Massu's father always hugs Massu close to his chest at this point of the story, and Massu is always reminded that the only opinion of himself that matters is his own.

Massu knows this, but every time he hears a stupid kid call out in regards to his father Lame old man or anything similarly insulting, something in his blood boils and his fist lashes out (and sometimes Shige's too if he's there, but Shige is crap at fighting so Massu usually has to beg Shige to stop trying). Either way, Massu usually walks home those days a little battered and bruised, angry and frustrated. When Massu's father sees him, all he does is clean Massu's wounds with a soft, knowing smile, hurrying so that they can avoid Massu's mother's all-knowing glare.

"Hard, isn't it?" Massu's father asks, and Massu nods, hair bobbing forth and back with the motion. Massu's father smiles again, pats his head, and sighs, "That's life."

"That's it?" Massu asks a little incredulously.

Massu's father nods, fingers loosely curling into Massu's silken locks. "That's it," he says simply.

"Oh," Massu whispers, a little disappointed.

In retrospect, this is the most important lesson Massu thinks he has ever learned.

~

All that to say, Massu really loves Shige's family, almost as much as he loves his own. If anything, Massu thinks that their two families are really just one big family combined. Massu spends about half of his early childhood in Shige's hut, playing in Shige's room or eating rice in the kitchen. He goes fishing with Shige and his father, or spends time with them up in the lighthouse helping his own father. The two families often eat meals together, six bodies huddled around a table meant for four, or they sit outside by the fire pit, telling ghost stories that leave chills lodged in Massu's spine.

Massu is surrounded by close relationships; it is what their village prides itself on. Their village is a small cozy one by the seaside, with a crumbling one-room schoolhouse and dank Maplewood road-side stalls. There is a post office, a few restaurants and bars, a gambling house. Everyone knows everyone here, and while it can be bad for those with secrets to keep, mostly the proximity is a good thing that everyone learns to appreciate. Massu knows the names of everyone in the village, can pick out faces in a crowd. It's all just very comfortable, and it feels like home.

It isn't long before Massu and Shige meet other boys in their travels from the beachside to the town. They range from all sorts of ages, younger boys like Tegoshi and older boys like Nishikido and Yamashita and Koyama, who early on takes a special affinity to Shige. The in-town boys tend to do their own thing, but they're all nice, really. Nishikido and Yamapi tend to hang out with some other boys in town and practice catcalling at pretty ladies, and Koyama can usually be found at his mother's ramen house, which Shige frequents for the company and Massu frequents for the free gyoza.

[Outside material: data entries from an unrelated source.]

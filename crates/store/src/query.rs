use duckdb::params_from_iter;
use triage_core::error::{Result, TriageError};
use triage_core::filter::FilterExpr;
use triage_core::model::document::{Document, Metadata, ScoredDocument, TYPE_KEY};

use crate::Store;

struct ChunkRow {
    text: String,
    metadata: Metadata,
    embedding: Vec<f32>,
}

impl Store {
    /// Brute-force cosine search. Rows below `min_score` or outside `filter` are dropped
    /// before the `top_k` cut.
    pub fn similar(
        &self,
        query: &[f32],
        top_k: usize,
        min_score: f32,
        filter: Option<&FilterExpr>,
    ) -> Result<Vec<ScoredDocument>> {
        if top_k == 0 || query.is_empty() {
            return Ok(Vec::new());
        }

        let mut scored = self
            .scan_chunks(filter)?
            .into_iter()
            .filter(|row| filter.is_none_or(|f| f.matches(&row.metadata)))
            .filter_map(|row| {
                let score = cosine(query, &row.embedding)?;
                (score >= min_score).then(|| ScoredDocument {
                    document: Document::new(row.text, row.metadata),
                    score,
                })
            })
            .collect::<Vec<_>>();

        scored.sort_by(|a, b| b.score.total_cmp(&a.score));
        scored.truncate(top_k);
        Ok(scored)
    }

    pub(crate) fn scan_metadata(&self, filter: &FilterExpr) -> Result<Vec<(String, Metadata)>> {
        let conn = self.conn()?;
        let (sql, args) = with_type_hint("SELECT id, metadata_json FROM chunks", Some(filter));
        let mut stmt = conn
            .prepare(&sql)
            .map_err(|e| TriageError::Store(format!("prepare scan failed: {e}")))?;
        let rows = stmt
            .query_map(params_from_iter(args.iter()), |row| {
                Ok((row.get::<_, String>(0)?, row.get::<_, String>(1)?))
            })
            .map_err(|e| TriageError::Store(format!("scan failed: {e}")))?;

        let mut out = Vec::new();
        for row in rows {
            let (id, raw) = row.map_err(|e| TriageError::Store(format!("scan row failed: {e}")))?;
            out.push((id, decode_metadata(&raw)?));
        }
        Ok(out)
    }

    fn scan_chunks(&self, filter: Option<&FilterExpr>) -> Result<Vec<ChunkRow>> {
        let conn = self.conn()?;
        let (sql, args) = with_type_hint("SELECT text, metadata_json, embedding FROM chunks", filter);
        let mut stmt = conn
            .prepare(&sql)
            .map_err(|e| TriageError::Store(format!("prepare search failed: {e}")))?;
        let rows = stmt
            .query_map(params_from_iter(args.iter()), |row| {
                Ok((
                    row.get::<_, String>(0)?,
                    row.get::<_, String>(1)?,
                    row.get::<_, Vec<u8>>(2)?,
                ))
            })
            .map_err(|e| TriageError::Store(format!("search failed: {e}")))?;

        let mut out = Vec::new();
        for row in rows {
            let (text, raw_meta, blob) =
                row.map_err(|e| TriageError::Store(format!("search row failed: {e}")))?;
            out.push(ChunkRow {
                text,
                metadata: decode_metadata(&raw_meta)?,
                embedding: decode_embedding(&blob),
            });
        }
        Ok(out)
    }
}

/// Pushes a top-level `type == '..'` term down into SQL; the full filter still runs in memory.
fn with_type_hint(base: &str, filter: Option<&FilterExpr>) -> (String, Vec<String>) {
    match filter.and_then(type_hint) {
        Some(doc_type) => (
            format!("{base} WHERE doc_type = ?"),
            vec![doc_type.to_string()],
        ),
        None => (base.to_string(), Vec::new()),
    }
}

fn type_hint(filter: &FilterExpr) -> Option<&str> {
    match filter {
        FilterExpr::Eq { key, value } if key == TYPE_KEY => Some(value.as_str()),
        FilterExpr::And(terms) => terms.iter().find_map(|t| match t {
            FilterExpr::Eq { key, value } if key == TYPE_KEY => Some(value.as_str()),
            _ => None,
        }),
        _ => None,
    }
}

fn decode_metadata(raw: &str) -> Result<Metadata> {
    serde_json::from_str(raw).map_err(|e| TriageError::Store(format!("bad metadata json: {e}")))
}

pub(crate) fn decode_embedding(blob: &[u8]) -> Vec<f32> {
    blob.chunks_exact(4)
        .map(|b| f32::from_le_bytes([b[0], b[1], b[2], b[3]]))
        .collect()
}

fn cosine(a: &[f32], b: &[f32]) -> Option<f32> {
    if a.len() != b.len() || a.is_empty() {
        return None;
    }
    let mut dot = 0.0f32;
    let mut na = 0.0f32;
    let mut nb = 0.0f32;
    for (x, y) in a.iter().zip(b) {
        dot += x * y;
        na += x * x;
        nb += y * y;
    }
    if na == 0.0 || nb == 0.0 {
        return None;
    }
    Some(dot / (na.sqrt() * nb.sqrt()))
}

#[cfg(test)]
mod tests {
    use super::*;
    use crate::write::{EmbeddedChunk, encode_embedding};

    fn chunk(doc_type: &str, service: &str, embedding: Vec<f32>) -> EmbeddedChunk {
        let mut metadata = Metadata::new();
        metadata.insert("type".into(), doc_type.into());
        metadata.insert("rootService".into(), service.into());
        EmbeddedChunk {
            document: Document::new(format!("{doc_type} {service}"), metadata),
            embedding,
        }
    }

    fn seeded() -> Store {
        let store = Store::open_in_memory().unwrap();
        store
            .insert_chunks(&[
                chunk("telemetry", "order-service", vec![1.0, 0.0]),
                chunk("telemetry", "payment-service", vec![0.8, 0.6]),
                chunk("documentation", "-", vec![0.0, 1.0]),
            ])
            .unwrap();
        store
    }

    #[test]
    fn results_are_ranked_and_thresholded() {
        let store = seeded();
        let hits = store.similar(&[1.0, 0.0], 5, 0.5, None).unwrap();
        assert_eq!(hits.len(), 2);
        assert_eq!(hits[0].document.get("rootService"), Some("order-service"));
        assert!((hits[0].score - 1.0).abs() < 1e-6);
        assert!((hits[1].score - 0.8).abs() < 1e-6);
    }

    #[test]
    fn filter_narrows_candidates() {
        let store = seeded();
        let filter = FilterExpr::eq("type", "telemetry")
            .and(FilterExpr::eq("rootService", "payment-service"));
        let hits = store.similar(&[1.0, 0.0], 5, 0.0, Some(&filter)).unwrap();
        assert_eq!(hits.len(), 1);
        assert_eq!(hits[0].document.get("rootService"), Some("payment-service"));
    }

    #[test]
    fn top_k_truncates() {
        let store = seeded();
        let hits = store.similar(&[1.0, 1.0], 1, 0.0, None).unwrap();
        assert_eq!(hits.len(), 1);
    }

    #[test]
    fn embedding_blob_is_little_endian_f32() {
        let blob = encode_embedding(&[1.5, -2.0]);
        assert_eq!(blob.len(), 8);
        assert_eq!(decode_embedding(&blob), vec![1.5, -2.0]);
    }

    #[test]
    fn cosine_rejects_mismatched_dims() {
        assert_eq!(cosine(&[1.0], &[1.0, 0.0]), None);
        assert_eq!(cosine(&[0.0, 0.0], &[1.0, 0.0]), None);
    }
}
use std::path::{Path, PathBuf};

use tracing::{error, info, warn};
use triage_core::error::{Result, TriageError};
use triage_core::filter::FilterExpr;
use triage_core::model::document::{DOCUMENTATION, Document, TYPE_KEY};

use crate::chunk::ChunkingConfig;
use crate::ingestor::KnowledgeIngestor;

/// Markdown files from a directory into the index as documentation.
pub struct DocsIngestion {
    ingestor: KnowledgeIngestor,
    docs_path: PathBuf,
}

impl DocsIngestion {
    pub fn new(ingestor: KnowledgeIngestor, docs_path: impl Into<PathBuf>) -> Self {
        Self {
            ingestor,
            docs_path: docs_path.into(),
        }
    }

    /// Loads the docs directory and swaps it in for every documentation chunk
    /// already indexed. Old chunks survive when loading or embedding fails, and
    /// an empty directory clears them.
    pub async fn ingest_documents(&self) -> Result<usize> {
        info!(path = %self.docs_path.display(), "starting document ingestion");
        let documents = load_markdown(&self.docs_path).await?;
        if documents.is_empty() {
            warn!(path = %self.docs_path.display(), "no documents found to ingest");
        }
        self.ingestor
            .replace(
                &FilterExpr::eq(TYPE_KEY, DOCUMENTATION),
                &documents,
                &ChunkingConfig::PROSE,
            )
            .await
    }
}

async fn load_markdown(dir: &Path) -> Result<Vec<Document>> {
    let mut entries = match tokio::fs::read_dir(dir).await {
        Ok(entries) => entries,
        Err(e) if e.kind() == std::io::ErrorKind::NotFound => return Ok(Vec::new()),
        Err(e) => {
            return Err(TriageError::Io(format!(
                "failed to read docs dir {}: {e}",
                dir.display()
            )));
        }
    };

    let mut paths = Vec::new();
    while let Some(entry) = entries
        .next_entry()
        .await
        .map_err(|e| TriageError::Io(format!("failed to list docs dir: {e}")))?
    {
        let path = entry.path();
        if path.extension().is_none_or(|ext| ext != "md") {
            continue;
        }
        let file_type = entry
            .file_type()
            .await
            .map_err(|e| TriageError::Io(format!("failed to stat {}: {e}", path.display())))?;
        let is_file = if file_type.is_symlink() {
            tokio::fs::metadata(&path).await.is_ok_and(|m| m.is_file())
        } else {
            file_type.is_file()
        };
        if is_file {
            paths.push(path);
        }
    }
    paths.sort();

    let mut documents = Vec::with_capacity(paths.len());
    for path in paths {
        let name = path
            .file_name()
            .map(|n| n.to_string_lossy().into_owned())
            .unwrap_or_default();
        match tokio::fs::read_to_string(&path).await {
            Ok(text) => {
                info!(source = %name, "loaded document");
                documents.push(Document::documentation(text, &name));
            }
            Err(e) => error!(source = %name, error = %e, "failed to load document"),
        }
    }
    Ok(documents)
}

#[cfg(test)]
mod tests {
    use std::sync::Arc;

    use testkit::{FailingEmbedder, UniformEmbedder};
    use triage_store::{Store, VectorIndex};

    use super::*;

    #[tokio::test]
    async fn loads_only_markdown_in_name_order() {
        let dir = tempfile::tempdir().unwrap();
        std::fs::write(dir.path().join("b-tracing.md"), "# Tracing\nHow tracing works.").unwrap();
        std::fs::write(dir.path().join("a-arch.md"), "# Architecture\nServices talk over HTTP.").unwrap();
        std::fs::write(dir.path().join("notes.txt"), "ignored").unwrap();
        std::fs::create_dir(dir.path().join("nested.md")).unwrap();

        let docs = load_markdown(dir.path()).await.unwrap();
        let sources = docs
            .iter()
            .map(|d| d.get("source").unwrap_or_default())
            .collect::<Vec<_>>();
        assert_eq!(sources, vec!["a-arch.md", "b-tracing.md"]);
        assert!(docs.iter().all(|d| d.doc_type() == Some("documentation")));
    }

    #[tokio::test]
    async fn missing_dir_is_empty() {
        let docs = load_markdown(Path::new("/definitely/not/here")).await.unwrap();
        assert!(docs.is_empty());
    }

    #[tokio::test]
    async fn reingest_replaces_instead_of_duplicating() {
        let dir = tempfile::tempdir().unwrap();
        std::fs::write(dir.path().join("arch.md"), "# Architecture\nOrders call payments.").unwrap();

        let store = Store::open_in_memory().unwrap();
        let index = Arc::new(VectorIndex::new(store.clone(), Arc::new(UniformEmbedder::default())));
        let docs = DocsIngestion::new(KnowledgeIngestor::new(index), dir.path());

        assert_eq!(docs.ingest_documents().await.unwrap(), 1);
        let first = store.status().unwrap().documentation_chunks;
        assert_eq!(docs.ingest_documents().await.unwrap(), 1);
        assert_eq!(store.status().unwrap().documentation_chunks, first);

        std::fs::remove_file(dir.path().join("arch.md")).unwrap();
        assert_eq!(docs.ingest_documents().await.unwrap(), 0);
        assert_eq!(store.status().unwrap().documentation_chunks, 0);
    }

    #[tokio::test]
    async fn embedder_outage_keeps_previous_docs() {
        let dir = tempfile::tempdir().unwrap();
        std::fs::write(dir.path().join("arch.md"), "# Architecture\nOrders call payments.").unwrap();

        let store = Store::open_in_memory().unwrap();
        let healthy = Arc::new(VectorIndex::new(store.clone(), Arc::new(UniformEmbedder::default())));
        DocsIngestion::new(KnowledgeIngestor::new(healthy), dir.path())
            .ingest_documents()
            .await
            .unwrap();
        let before = store.status().unwrap().documentation_chunks;
        assert!(before > 0);

        std::fs::write(dir.path().join("runbook.md"), "# Runbook\nRestart the pod.").unwrap();
        let down = Arc::new(VectorIndex::new(store.clone(), Arc::new(FailingEmbedder)));
        let err = DocsIngestion::new(KnowledgeIngestor::new(down), dir.path())
            .ingest_documents()
            .await
            .unwrap_err();
        assert!(err.is_transient());
        assert_eq!(store.status().unwrap().documentation_chunks, before);
    }
}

Even though they each have their own lives, their own daily routines and closer friends, whenever they do meet up they always have fun. Sometimes they chuck stones at trees for target practice, or race to see who can collect the most clams in a minute, or run up the hill with all their might to find who is the fastest (Shige always loses). There is no end to their cavorting around town, and Massu likes these groups of boys. They make him happy.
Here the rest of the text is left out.